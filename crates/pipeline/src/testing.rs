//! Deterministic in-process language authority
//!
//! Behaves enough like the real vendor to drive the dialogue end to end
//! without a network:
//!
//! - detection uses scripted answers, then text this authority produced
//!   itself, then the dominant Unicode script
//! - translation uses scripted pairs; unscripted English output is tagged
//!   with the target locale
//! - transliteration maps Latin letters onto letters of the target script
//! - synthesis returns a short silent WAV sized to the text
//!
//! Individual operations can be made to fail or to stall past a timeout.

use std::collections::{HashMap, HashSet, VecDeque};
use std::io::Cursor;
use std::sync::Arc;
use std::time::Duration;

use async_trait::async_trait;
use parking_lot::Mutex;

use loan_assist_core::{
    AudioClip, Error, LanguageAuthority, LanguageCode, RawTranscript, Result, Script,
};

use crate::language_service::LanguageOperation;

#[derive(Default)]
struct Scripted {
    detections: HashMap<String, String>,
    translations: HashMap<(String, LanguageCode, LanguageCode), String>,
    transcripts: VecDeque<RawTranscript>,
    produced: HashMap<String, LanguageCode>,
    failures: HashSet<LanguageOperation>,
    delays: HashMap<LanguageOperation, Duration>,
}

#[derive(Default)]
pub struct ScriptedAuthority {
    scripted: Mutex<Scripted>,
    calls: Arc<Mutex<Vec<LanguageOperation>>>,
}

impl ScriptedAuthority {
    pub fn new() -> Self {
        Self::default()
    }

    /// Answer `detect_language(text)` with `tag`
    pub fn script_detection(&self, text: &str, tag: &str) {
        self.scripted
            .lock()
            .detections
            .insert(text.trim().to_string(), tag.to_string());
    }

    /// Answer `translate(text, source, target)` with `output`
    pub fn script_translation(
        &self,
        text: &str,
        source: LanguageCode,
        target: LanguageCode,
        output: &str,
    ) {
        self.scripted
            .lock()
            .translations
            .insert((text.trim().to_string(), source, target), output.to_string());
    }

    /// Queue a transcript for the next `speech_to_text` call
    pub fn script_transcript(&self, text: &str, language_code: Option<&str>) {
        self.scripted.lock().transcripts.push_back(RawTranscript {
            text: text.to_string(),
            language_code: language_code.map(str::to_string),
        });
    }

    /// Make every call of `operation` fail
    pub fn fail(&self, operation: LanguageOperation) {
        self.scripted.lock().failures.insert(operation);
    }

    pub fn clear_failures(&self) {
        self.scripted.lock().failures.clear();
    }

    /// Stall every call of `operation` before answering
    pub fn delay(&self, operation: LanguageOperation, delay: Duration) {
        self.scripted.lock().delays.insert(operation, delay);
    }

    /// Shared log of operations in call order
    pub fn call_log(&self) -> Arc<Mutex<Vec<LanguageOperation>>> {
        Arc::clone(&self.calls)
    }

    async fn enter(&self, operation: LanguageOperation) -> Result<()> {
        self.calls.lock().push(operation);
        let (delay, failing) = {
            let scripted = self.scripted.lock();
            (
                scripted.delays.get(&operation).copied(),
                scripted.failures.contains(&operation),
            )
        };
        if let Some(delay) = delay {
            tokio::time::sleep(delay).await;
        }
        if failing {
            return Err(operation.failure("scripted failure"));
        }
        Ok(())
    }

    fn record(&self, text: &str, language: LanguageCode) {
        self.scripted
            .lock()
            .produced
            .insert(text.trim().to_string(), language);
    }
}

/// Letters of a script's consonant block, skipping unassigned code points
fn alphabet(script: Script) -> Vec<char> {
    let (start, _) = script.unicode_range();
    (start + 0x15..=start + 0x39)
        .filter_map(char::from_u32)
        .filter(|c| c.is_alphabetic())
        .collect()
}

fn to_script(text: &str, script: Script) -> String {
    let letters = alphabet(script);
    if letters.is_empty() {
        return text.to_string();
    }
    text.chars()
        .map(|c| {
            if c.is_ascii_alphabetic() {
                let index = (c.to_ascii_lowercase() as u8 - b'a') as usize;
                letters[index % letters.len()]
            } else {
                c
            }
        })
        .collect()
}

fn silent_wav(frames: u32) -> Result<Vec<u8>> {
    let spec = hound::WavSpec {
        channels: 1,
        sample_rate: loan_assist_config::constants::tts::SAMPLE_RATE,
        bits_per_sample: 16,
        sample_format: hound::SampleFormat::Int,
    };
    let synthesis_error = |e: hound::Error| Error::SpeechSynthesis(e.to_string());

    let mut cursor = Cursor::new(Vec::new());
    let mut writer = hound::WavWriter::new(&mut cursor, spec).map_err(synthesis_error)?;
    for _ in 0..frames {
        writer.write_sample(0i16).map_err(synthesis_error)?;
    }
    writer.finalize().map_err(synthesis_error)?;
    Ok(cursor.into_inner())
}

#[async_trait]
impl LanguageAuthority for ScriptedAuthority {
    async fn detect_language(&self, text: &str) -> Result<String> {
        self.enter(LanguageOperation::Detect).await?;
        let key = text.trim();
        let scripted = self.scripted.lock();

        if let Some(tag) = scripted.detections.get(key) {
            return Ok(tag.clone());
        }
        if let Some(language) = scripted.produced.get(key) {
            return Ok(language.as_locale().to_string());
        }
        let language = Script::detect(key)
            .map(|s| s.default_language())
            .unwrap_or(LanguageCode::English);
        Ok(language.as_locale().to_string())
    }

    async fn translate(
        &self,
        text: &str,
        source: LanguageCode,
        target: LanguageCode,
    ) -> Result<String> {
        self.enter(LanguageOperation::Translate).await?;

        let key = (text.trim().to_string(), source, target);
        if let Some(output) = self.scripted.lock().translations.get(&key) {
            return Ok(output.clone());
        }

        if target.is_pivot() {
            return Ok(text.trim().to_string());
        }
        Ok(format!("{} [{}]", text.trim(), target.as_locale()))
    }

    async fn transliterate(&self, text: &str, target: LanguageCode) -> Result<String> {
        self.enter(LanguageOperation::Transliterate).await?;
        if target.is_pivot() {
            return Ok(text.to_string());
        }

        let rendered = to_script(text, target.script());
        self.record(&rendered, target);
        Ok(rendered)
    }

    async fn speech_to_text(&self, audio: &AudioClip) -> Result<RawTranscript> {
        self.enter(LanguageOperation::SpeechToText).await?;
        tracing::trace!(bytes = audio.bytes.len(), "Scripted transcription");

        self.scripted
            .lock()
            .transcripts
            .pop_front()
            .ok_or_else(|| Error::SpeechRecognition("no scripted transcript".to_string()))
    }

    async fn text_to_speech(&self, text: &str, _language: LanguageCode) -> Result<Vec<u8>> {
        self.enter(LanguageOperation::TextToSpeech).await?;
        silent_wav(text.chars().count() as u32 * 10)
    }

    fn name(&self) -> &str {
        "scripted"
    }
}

__________

Assignment: Tally the lines of the material that hold the word "hound", and state only that tally.

Exercise output: 4